__EXERCISE INSTRUCTIONS__: Scan the records below. Copy every line in which the word "true" appears.

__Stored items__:
********
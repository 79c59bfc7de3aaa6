//! Versioned parse cache.
//!
//! `sched_parse` runs the parse off the request path and publishes the
//! result; entries are immutable `Arc`s once published, so borrowers
//! share without locks. `with_ast` suspends a request until an AST of
//! sufficient version is ready, falling back to the best available
//! (possibly stale) entry at the deadline.

use std::collections::HashMap;
use std::path::{Path, PathBuf};
use std::sync::{Arc, Mutex};
use std::time::Duration;

use nixd_core::{Ast, NixdError};
use tokio::sync::Notify;

/// How long `with_ast` waits for the scheduled parse before settling
/// for a stale entry (or declining).
const AST_WAIT: Duration = Duration::from_secs(2);

#[derive(Clone)]
pub struct AstEntry {
    pub version: i64,
    pub ast: Arc<Ast>,
    pub errors: Arc<Vec<NixdError>>,
}

#[derive(Default)]
pub struct AstCache {
    entries: Mutex<HashMap<PathBuf, AstEntry>>,
    ready: Arc<Notify>,
}

impl AstCache {
    pub fn new() -> Self {
        AstCache::default()
    }

    /// Enqueue a parse of `contents`. The published entry replaces any
    /// existing entry for `path` with a lesser or equal version.
    pub fn sched_parse(self: &Arc<Self>, contents: String, path: PathBuf, version: i64) {
        let cache = self.clone();
        tokio::task::spawn_blocking(move || {
            let result = nixd_parser::parse(&contents);
            cache.publish(path, version, Arc::new(result.ast), Arc::new(result.errors));
        });
    }

    /// Publish a parsed AST. Exposed for worker loops that parse
    /// synchronously.
    pub fn publish(&self, path: PathBuf, version: i64, ast: Arc<Ast>, errors: Arc<Vec<NixdError>>) {
        let mut entries = self.entries.lock().unwrap();
        match entries.get(&path) {
            Some(existing) if existing.version > version => {}
            _ => {
                entries.insert(
                    path,
                    AstEntry {
                        version,
                        ast,
                        errors,
                    },
                );
            }
        }
        drop(entries);
        self.ready.notify_waiters();
    }

    pub fn get(&self, path: &Path) -> Option<AstEntry> {
        self.entries.lock().unwrap().get(path).cloned()
    }

    pub fn remove(&self, path: &Path) {
        self.entries.lock().unwrap().remove(path);
    }

    /// Run `f` with the most recent AST for `path` whose version is at
    /// least `version`. Waits for the scheduled parse up to a bounded
    /// timeout, then falls back to the best available entry; `None` only
    /// when no AST exists at all.
    pub async fn with_ast<R>(
        &self,
        path: &Path,
        version: i64,
        f: impl FnOnce(&Ast, i64) -> R,
    ) -> Option<R> {
        let deadline = tokio::time::Instant::now() + AST_WAIT;
        // `f` is consumed from inside the loop, so park it in an Option.
        let mut f = Some(f);
        loop {
            // Register interest before checking, so a publish between
            // the check and the await is not lost.
            let mut notified = std::pin::pin!(self.ready.notified());
            notified.as_mut().enable();
            if let Some(entry) = self.get(path) {
                if entry.version >= version {
                    let f = f.take().unwrap();
                    return Some(f(&entry.ast, entry.version));
                }
            }
            if tokio::time::timeout_at(deadline, notified).await.is_err() {
                // Deadline: settle for whatever is there.
                let f = f.take().unwrap();
                return self.get(path).map(|entry| f(&entry.ast, entry.version));
            }
        }
    }
}

#[cfg(test)]
mod tests {
    use super::*;

    fn entry_for(src: &str) -> (Arc<Ast>, Arc<Vec<NixdError>>) {
        let result = nixd_parser::parse(src);
        (Arc::new(result.ast), Arc::new(result.errors))
    }

    #[tokio::test]
    async fn sched_parse_publishes() {
        let cache = Arc::new(AstCache::new());
        cache.sched_parse("let x = 1; in x".into(), PathBuf::from("/f.nix"), 1);
        let got = cache
            .with_ast(Path::new("/f.nix"), 1, |ast, version| {
                (ast.len() > 0, version)
            })
            .await;
        assert_eq!(got, Some((true, 1)));
    }

    #[tokio::test]
    async fn newer_version_replaces_older() {
        let cache = Arc::new(AstCache::new());
        let (a1, e1) = entry_for("1");
        let (a2, e2) = entry_for("2");
        cache.publish(PathBuf::from("/f.nix"), 1, a1, e1);
        cache.publish(PathBuf::from("/f.nix"), 2, a2, e2);
        assert_eq!(cache.get(Path::new("/f.nix")).unwrap().version, 2);
    }

    #[tokio::test]
    async fn stale_publish_is_ignored() {
        let cache = Arc::new(AstCache::new());
        let (a2, e2) = entry_for("2");
        let (a1, e1) = entry_for("1");
        cache.publish(PathBuf::from("/f.nix"), 2, a2, e2);
        cache.publish(PathBuf::from("/f.nix"), 1, a1, e1);
        assert_eq!(cache.get(Path::new("/f.nix")).unwrap().version, 2);
    }

    #[tokio::test]
    async fn equal_version_republish_wins() {
        // "lesser or equal" is replaced: a reparse of the same version
        // must land.
        let cache = Arc::new(AstCache::new());
        let (a1, e1) = entry_for("1");
        let (a2, e2) = entry_for("2");
        cache.publish(PathBuf::from("/f.nix"), 1, a1, e1);
        cache.publish(PathBuf::from("/f.nix"), 1, a2.clone(), e2);
        let got = cache.get(Path::new("/f.nix")).unwrap();
        assert!(Arc::ptr_eq(&got.ast, &a2));
    }

    #[tokio::test]
    async fn with_ast_waits_for_pending_parse() {
        let cache = Arc::new(AstCache::new());
        let waiter = {
            let cache = cache.clone();
            tokio::spawn(async move {
                cache
                    .with_ast(Path::new("/f.nix"), 3, |_, version| version)
                    .await
            })
        };
        tokio::time::sleep(Duration::from_millis(20)).await;
        let (ast, errors) = entry_for("let x = 1; in x");
        cache.publish(PathBuf::from("/f.nix"), 3, ast, errors);
        assert_eq!(waiter.await.unwrap(), Some(3));
    }

    #[tokio::test(start_paused = true)]
    async fn with_ast_falls_back_to_stale_at_deadline() {
        let cache = Arc::new(AstCache::new());
        let (ast, errors) = entry_for("1");
        cache.publish(PathBuf::from("/f.nix"), 1, ast, errors);
        // Version 5 never arrives; the stale version-1 entry is used.
        let got = cache
            .with_ast(Path::new("/f.nix"), 5, |_, version| version)
            .await;
        assert_eq!(got, Some(1));
    }

    #[tokio::test(start_paused = true)]
    async fn with_ast_declines_when_nothing_exists() {
        let cache = Arc::new(AstCache::new());
        let got = cache.with_ast(Path::new("/none.nix"), 0, |_, _| ()).await;
        assert!(got.is_none());
    }

    #[tokio::test]
    async fn parse_failures_still_publish_an_ast() {
        // S3: a truncated document publishes an AST containing Error.
        let cache = Arc::new(AstCache::new());
        cache.sched_parse("let x = ".into(), PathBuf::from("/f.nix"), 1);
        let has_error = cache
            .with_ast(Path::new("/f.nix"), 1, |ast, _| {
                ast.ids()
                    .any(|id| matches!(ast.expr(id), nixd_core::Expr::Error(_)))
            })
            .await;
        assert_eq!(has_error, Some(true));
        assert!(!cache.get(Path::new("/f.nix")).unwrap().errors.is_empty());
    }
}
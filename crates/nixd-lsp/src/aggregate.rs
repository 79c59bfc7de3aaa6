//! Deadline-bounded worker fan-out and reply selection.
//!
//! One logical request goes to every worker in a pool; replies are
//! collected until all workers answered or the per-method deadline
//! passed. Replies keep worker age order (newest last): the newest
//! worker reflects the latest edit, so when it answers, its answer wins,
//! and older workers cover for one still bootstrapping.

use std::time::Duration;

use serde::de::DeserializeOwned;
use serde::Serialize;

use crate::worker::WorkerPool;

pub const HOVER_DEADLINE: Duration = Duration::from_secs(2);
pub const DEFINITION_DEADLINE: Duration = Duration::from_secs(1);
pub const COMPLETION_DEADLINE: Duration = Duration::from_secs(2);
pub const OPTION_DECLARATION_DEADLINE: Duration = Duration::from_millis(20);
pub const OPTION_COMPLETION_DEADLINE: Duration = Duration::from_millis(100);

/// Broadcast `method` to every worker in `pool` and collect replies
/// until the deadline. Undeliverable requests, timeouts and undecodable
/// replies are dropped.
pub async fn ask_workers<R: DeserializeOwned>(
    pool: &WorkerPool,
    method: &str,
    params: &impl Serialize,
    deadline: Duration,
) -> Vec<R> {
    let params = match serde_json::to_value(params) {
        Ok(v) => v,
        Err(err) => {
            tracing::error!("cannot serialize params for {method}: {err}");
            return Vec::new();
        }
    };

    let workers = pool.snapshot().await;
    let mut receivers = Vec::with_capacity(workers.len());
    for worker in &workers {
        if let Some(rx) = worker.request(method, params.clone()).await {
            receivers.push(rx);
        }
    }

    let replies = futures::future::join_all(
        receivers
            .into_iter()
            .map(|rx| tokio::time::timeout(deadline, rx)),
    )
    .await;

    replies
        .into_iter()
        .filter_map(|r| r.ok()?.ok())
        .filter_map(|value| serde_json::from_value(value).ok())
        .collect()
}

/// Newest-first selection: the last reply satisfying `pred`, else
/// `default`.
pub fn latest_match_or<R>(replies: Vec<R>, pred: impl Fn(&R) -> bool, default: R) -> R {
    replies.into_iter().rev().find(|r| pred(r)).unwrap_or(default)
}

#[cfg(test)]
mod tests {
    use super::*;

    #[test]
    fn latest_match_prefers_newest() {
        let replies = vec![Some(1), Some(2), Some(3)];
        assert_eq!(latest_match_or(replies, |r| r.is_some(), None), Some(3));
    }

    #[test]
    fn latest_match_skips_non_matching_newest() {
        let replies = vec![Some(1), Some(2), None];
        assert_eq!(latest_match_or(replies, |r| r.is_some(), None), Some(2));
    }

    #[test]
    fn latest_match_falls_back_to_default() {
        let replies: Vec<Option<i32>> = vec![None, None];
        assert_eq!(latest_match_or(replies, |r| r.is_some(), Some(9)), Some(9));
    }

    #[test]
    fn empty_replies_use_default() {
        let replies: Vec<i32> = Vec::new();
        assert_eq!(latest_match_or(replies, |_| true, 7), 7);
    }
}
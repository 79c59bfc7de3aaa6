//! Controller ↔ worker protocol: LSP-style Content-Length framing over
//! the child's stdio, carrying JSON-RPC messages. Method names and
//! parameter shapes mirror the public LSP surface.

use serde::{Deserialize, Serialize};
use tokio::io::{AsyncBufRead, AsyncBufReadExt, AsyncReadExt, AsyncWrite, AsyncWriteExt};
use tower_lsp::lsp_types::PublishDiagnosticsParams;

// ── Methods ──────────────────────────────────────────────────────

pub const DIAGNOSTIC: &str = "nixd/ipc/diagnostic";
pub const FINISHED: &str = "nixd/ipc/finished";
pub const HOVER: &str = "nixd/ipc/textDocument/hover";
pub const DEFINITION: &str = "nixd/ipc/textDocument/definition";
pub const COMPLETION: &str = "nixd/ipc/textDocument/completion";
pub const OPTION_DECLARATION: &str = "nixd/ipc/option/textDocument/declaration";
pub const OPTION_COMPLETION: &str = "nixd/ipc/textDocument/completion/options";

// ── Message envelope ─────────────────────────────────────────────

#[derive(Debug, Serialize, Deserialize)]
pub struct IpcMessage {
    pub jsonrpc: String,
    #[serde(skip_serializing_if = "Option::is_none")]
    pub id: Option<u64>,
    #[serde(skip_serializing_if = "Option::is_none")]
    pub method: Option<String>,
    #[serde(skip_serializing_if = "Option::is_none")]
    pub params: Option<serde_json::Value>,
    #[serde(skip_serializing_if = "Option::is_none")]
    pub result: Option<serde_json::Value>,
}

impl IpcMessage {
    pub fn request(id: u64, method: &str, params: serde_json::Value) -> Self {
        IpcMessage {
            jsonrpc: "2.0".to_string(),
            id: Some(id),
            method: Some(method.to_string()),
            params: Some(params),
            result: None,
        }
    }

    pub fn notification(method: &str, params: serde_json::Value) -> Self {
        IpcMessage {
            jsonrpc: "2.0".to_string(),
            id: None,
            method: Some(method.to_string()),
            params: Some(params),
            result: None,
        }
    }

    pub fn response(id: u64, result: serde_json::Value) -> Self {
        IpcMessage {
            jsonrpc: "2.0".to_string(),
            id: Some(id),
            method: None,
            params: None,
            result: Some(result),
        }
    }
}

// ── Parameter types ──────────────────────────────────────────────

/// Dotted attribute path, e.g. `services.nginx.enable`.
#[derive(Debug, Clone, Serialize, Deserialize)]
pub struct AttrPathParams {
    #[serde(rename = "Path")]
    pub path: String,
}

/// Diagnostics reported by a worker, tagged with the workspace version
/// it was spawned for.
#[derive(Debug, Clone, Serialize, Deserialize)]
pub struct DiagnosticsParams {
    #[serde(rename = "WorkspaceVersion")]
    pub workspace_version: u64,
    #[serde(rename = "Params")]
    pub params: Vec<PublishDiagnosticsParams>,
}

/// Payload of `nixd/ipc/finished`.
#[derive(Debug, Clone, Serialize, Deserialize)]
pub struct WorkerMessage {
    #[serde(rename = "WorkspaceVersion")]
    pub workspace_version: u64,
}

// ── Framing ──────────────────────────────────────────────────────

/// Read one Content-Length framed message. `None` at end of stream.
pub async fn read_message(
    reader: &mut (impl AsyncBufRead + Unpin),
) -> std::io::Result<Option<String>> {
    let mut declared_len: Option<usize> = None;

    // Header block: `Name: value` lines up to the blank separator. Only
    // Content-Length is meaningful; anything else is passed over.
    loop {
        let mut line = String::new();
        if reader.read_line(&mut line).await? == 0 {
            return Ok(None);
        }
        let field = line.trim_end();
        if field.is_empty() {
            break;
        }
        if let Some((name, value)) = field.split_once(':') {
            if name.eq_ignore_ascii_case("content-length") {
                declared_len = value.trim().parse().ok();
            }
        }
    }

    let Some(n) = declared_len else {
        return Err(std::io::Error::new(
            std::io::ErrorKind::InvalidData,
            "frame header carries no Content-Length",
        ));
    };
    let mut payload = vec![0u8; n];
    reader.read_exact(&mut payload).await?;
    Ok(Some(String::from_utf8_lossy(&payload).into_owned()))
}

/// Write one Content-Length framed message.
pub async fn write_message(
    writer: &mut (impl AsyncWrite + Unpin),
    body: &str,
) -> std::io::Result<()> {
    let frame = format!("Content-Length: {}\r\n\r\n{body}", body.len());
    writer.write_all(frame.as_bytes()).await?;
    writer.flush().await
}
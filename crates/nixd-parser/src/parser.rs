//! Recursive-descent parser with error recovery.
//!
//! `parse` never fails: syntax errors are recorded as diagnostics, an
//! `Expr::Error` placeholder takes the malformed region's place, and the
//! parser resynchronizes at `;`, `}`, `)`, `]`, `in` or end of input.
//! The static binder runs as the final step, so every `Var` in the
//! returned AST carries its `level`/`displ`/`from_with` resolution.

use nixd_core::{
    Apply, Assert, Ast, AttrName, Attrs, BinOp, BinaryOp, Binding, Expr, ExprId, Formal, Formals,
    HasAttr, If, Lambda, Let, List, NixdError, PosIdx, PosTable, Select, Sym, SymbolTable,
    UnOp, UnaryOp, Var, With,
};

use crate::binder;
use crate::lexer::{tokenize, SpannedToken, Token};

pub struct ParseResult {
    pub ast: Ast,
    pub errors: Vec<NixdError>,
}

pub fn parse(source: &str) -> ParseResult {
    let (tokens, lex_errors) = tokenize(source);
    let mut p = Parser {
        tokens,
        pos: 0,
        exprs: Vec::new(),
        symbols: SymbolTable::new(),
        positions: PosTable::new(),
        errors: lex_errors,
    };

    let root = if p.peek().is_none() {
        let pos = p.cur_pos();
        p.error_at("empty document", pos);
        p.error_node(PosIdx::NONE)
    } else {
        let root = p.parse_expr();
        if let Some(tok) = p.peek() {
            let msg = format!("unexpected `{}` after expression", tok.display());
            let pos = p.cur_pos();
            p.error_at(msg, pos);
        }
        root
    };

    let mut ast = Ast::new(p.exprs, root, p.symbols, p.positions);
    let mut errors = p.errors;
    binder::bind(&mut ast, &mut errors);
    ParseResult { ast, errors }
}

struct Parser {
    tokens: Vec<SpannedToken>,
    pos: usize,
    exprs: Vec<Expr>,
    symbols: SymbolTable,
    positions: PosTable,
    errors: Vec<NixdError>,
}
********
__ANSWER SECTION__:
        assert_eq!(got, Some((true, 1)));
    #[tokio::test(start_paused = true)]
    #[tokio::test(start_paused = true)]
        assert_eq!(has_error, Some(true));
        assert_eq!(latest_match_or(replies, |_| true, 7), 7);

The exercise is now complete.